_EXERCISE INPUTS_
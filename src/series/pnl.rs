use crate::aggregate::{closed_in_entry_order, day_label, round2};
use crate::models::Trade;
use chrono::{DateTime, Datelike, Duration, NaiveDate, NaiveTime, Utc};
use serde::Serialize;
use std::collections::BTreeMap;

const MONTH_LABELS: [&str; 12] = [
    "Jan", "Feb", "Mar", "Apr", "May", "Jun", "Jul", "Aug", "Sep", "Oct", "Nov", "Dec",
];

const HISTOGRAM_BINS: usize = 10;

/// Trailing window of the monthly breakdown, current month included.
pub const MONTHLY_BREAKDOWN_MONTHS: u32 = 6;

/// Trailing window of the weekly series.
pub const WEEKLY_PNL_WEEKS: u32 = 12;

/// Trailing window of the per-day heatmap.
pub const DAILY_HEATMAP_DAYS: i64 = 90;

#[derive(Debug, Clone, PartialEq, Serialize)]
#[serde(rename_all = "camelCase")]
pub struct CumulativePnlPoint {
    pub label: String,
    pub cumulative_pnl: f64,
}

/// Running P&L total per closed trade, chronological.
pub fn cumulative_pnl(trades: &[Trade]) -> Vec<CumulativePnlPoint> {
    let mut cumulative = 0.0;
    closed_in_entry_order(trades)
        .iter()
        .map(|trade| {
            cumulative += trade.pnl;
            CumulativePnlPoint {
                label: day_label(trade.entry_time),
                cumulative_pnl: round2(cumulative),
            }
        })
        .collect()
}

#[derive(Debug, Clone, PartialEq, Serialize)]
#[serde(rename_all = "camelCase")]
pub struct DailyPnlPoint {
    pub date: String,
    pub pnl: f64,
    pub full_date: DateTime<Utc>,
}

/// P&L summed per UTC calendar day, days with trades only, chronological.
pub fn daily_pnl(trades: &[Trade]) -> Vec<DailyPnlPoint> {
    let mut by_day: BTreeMap<NaiveDate, f64> = BTreeMap::new();
    for trade in closed_in_entry_order(trades) {
        *by_day.entry(trade.entry_time.date_naive()).or_insert(0.0) += trade.pnl;
    }

    by_day
        .into_iter()
        .map(|(day, pnl)| {
            let full_date = day.and_time(NaiveTime::MIN).and_utc();
            DailyPnlPoint {
                date: day_label(full_date),
                pnl: round2(pnl),
                full_date,
            }
        })
        .collect()
}

#[derive(Debug, Clone, PartialEq, Serialize)]
#[serde(rename_all = "camelCase")]
pub struct DrawdownPoint {
    pub label: String,
    /// Decline from the running peak, as a percent of that peak.
    pub drawdown: f64,
}

/// Percent-of-peak drawdown per closed trade, for the area chart.
pub fn drawdown_series(trades: &[Trade]) -> Vec<DrawdownPoint> {
    let mut cumulative = 0.0;
    let mut peak = 0.0_f64;
    closed_in_entry_order(trades)
        .iter()
        .map(|trade| {
            cumulative += trade.pnl;
            peak = peak.max(cumulative);
            let drawdown = if peak > 0.0 {
                (peak - cumulative) / peak * 100.0
            } else {
                0.0
            };
            DrawdownPoint {
                label: day_label(trade.entry_time),
                drawdown: round2(drawdown),
            }
        })
        .collect()
}

#[derive(Debug, Clone, PartialEq, Serialize)]
#[serde(rename_all = "camelCase")]
pub struct MonthlyPnlPoint {
    pub month: String,
    pub pnl: f64,
    pub trades: usize,
}

/// P&L and trade count for the trailing six calendar months, current month
/// included. Months without trades emit zero rows rather than being omitted.
pub fn monthly_breakdown(trades: &[Trade], now: DateTime<Utc>) -> Vec<MonthlyPnlPoint> {
    let closed = closed_in_entry_order(trades);

    (0..MONTHLY_BREAKDOWN_MONTHS)
        .rev()
        .map(|back| {
            let (year, month) = shift_month(now.year(), now.month(), back);
            let mut pnl = 0.0;
            let mut count = 0usize;
            for trade in &closed {
                if trade.entry_time.year() == year && trade.entry_time.month() == month {
                    pnl += trade.pnl;
                    count += 1;
                }
            }
            MonthlyPnlPoint {
                month: MONTH_LABELS[(month - 1) as usize].to_string(),
                pnl: round2(pnl),
                trades: count,
            }
        })
        .collect()
}

fn shift_month(year: i32, month: u32, back: u32) -> (i32, u32) {
    let total = year * 12 + month as i32 - 1 - back as i32;
    (total.div_euclid(12), (total.rem_euclid(12) + 1) as u32)
}

#[derive(Debug, Clone, PartialEq, Serialize)]
#[serde(rename_all = "camelCase")]
pub struct WeeklyPnlPoint {
    pub week: String,
    pub pnl: f64,
}

/// Rolling 12-week P&L, oldest week first, labeled W1..W12.
pub fn weekly_pnl(trades: &[Trade], now: DateTime<Utc>) -> Vec<WeeklyPnlPoint> {
    let closed = closed_in_entry_order(trades);

    (0..WEEKLY_PNL_WEEKS)
        .map(|i| {
            let start = now - Duration::days(i64::from(WEEKLY_PNL_WEEKS - 1 - i) * 7);
            let end = start + Duration::days(7);
            let pnl: f64 = closed
                .iter()
                .filter(|t| t.entry_time >= start && t.entry_time < end)
                .map(|t| t.pnl)
                .sum();
            WeeklyPnlPoint {
                week: format!("W{}", i + 1),
                pnl: round2(pnl),
            }
        })
        .collect()
}

#[derive(Debug, Clone, PartialEq, Serialize)]
#[serde(rename_all = "camelCase")]
pub struct DailyHeatmapPoint {
    pub date: DateTime<Utc>,
    pub pnl: f64,
    pub trades: usize,
}

/// One row per trailing UTC day (oldest first), zero-filled, for the
/// calendar heatmap.
pub fn daily_heatmap(trades: &[Trade], now: DateTime<Utc>) -> Vec<DailyHeatmapPoint> {
    let mut by_day: BTreeMap<NaiveDate, (f64, usize)> = BTreeMap::new();
    for trade in closed_in_entry_order(trades) {
        let entry = by_day.entry(trade.entry_time.date_naive()).or_insert((0.0, 0));
        entry.0 += trade.pnl;
        entry.1 += 1;
    }

    (0..DAILY_HEATMAP_DAYS)
        .rev()
        .map(|back| {
            let day = (now - Duration::days(back)).date_naive();
            let (pnl, count) = by_day.get(&day).copied().unwrap_or((0.0, 0));
            DailyHeatmapPoint {
                date: day.and_time(NaiveTime::MIN).and_utc(),
                pnl: round2(pnl),
                trades: count,
            }
        })
        .collect()
}

#[derive(Debug, Clone, PartialEq, Serialize)]
#[serde(rename_all = "camelCase")]
pub struct PnlBucket {
    pub range: String,
    pub count: usize,
    pub is_profit: bool,
}

/// Ten equal-width P&L bins between the observed min and max; the last bin's
/// upper bound is inclusive so no trade is dropped. Empty input yields an
/// empty list, not ten zero bins.
pub fn pnl_distribution(trades: &[Trade]) -> Vec<PnlBucket> {
    let closed = closed_in_entry_order(trades);
    if closed.is_empty() {
        return Vec::new();
    }

    let min = closed.iter().map(|t| t.pnl).fold(f64::INFINITY, f64::min);
    let max = closed
        .iter()
        .map(|t| t.pnl)
        .fold(f64::NEG_INFINITY, f64::max);
    let width = (max - min) / HISTOGRAM_BINS as f64;

    let mut counts = [0usize; HISTOGRAM_BINS];
    for trade in &closed {
        let index = if width > 0.0 {
            (((trade.pnl - min) / width) as usize).min(HISTOGRAM_BINS - 1)
        } else {
            0
        };
        counts[index] += 1;
    }

    counts
        .iter()
        .enumerate()
        .map(|(i, &count)| {
            let low = min + width * i as f64;
            let high = min + width * (i + 1) as f64;
            PnlBucket {
                range: format!("{:.0} to {:.0}", low, high),
                count,
                is_profit: (low + high) / 2.0 >= 0.0,
            }
        })
        .collect()
}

_WORK REQUIRED_
Lines containing "width" in the records above: how many are there? Give only the number.

_THE COMPLETED TASK_
6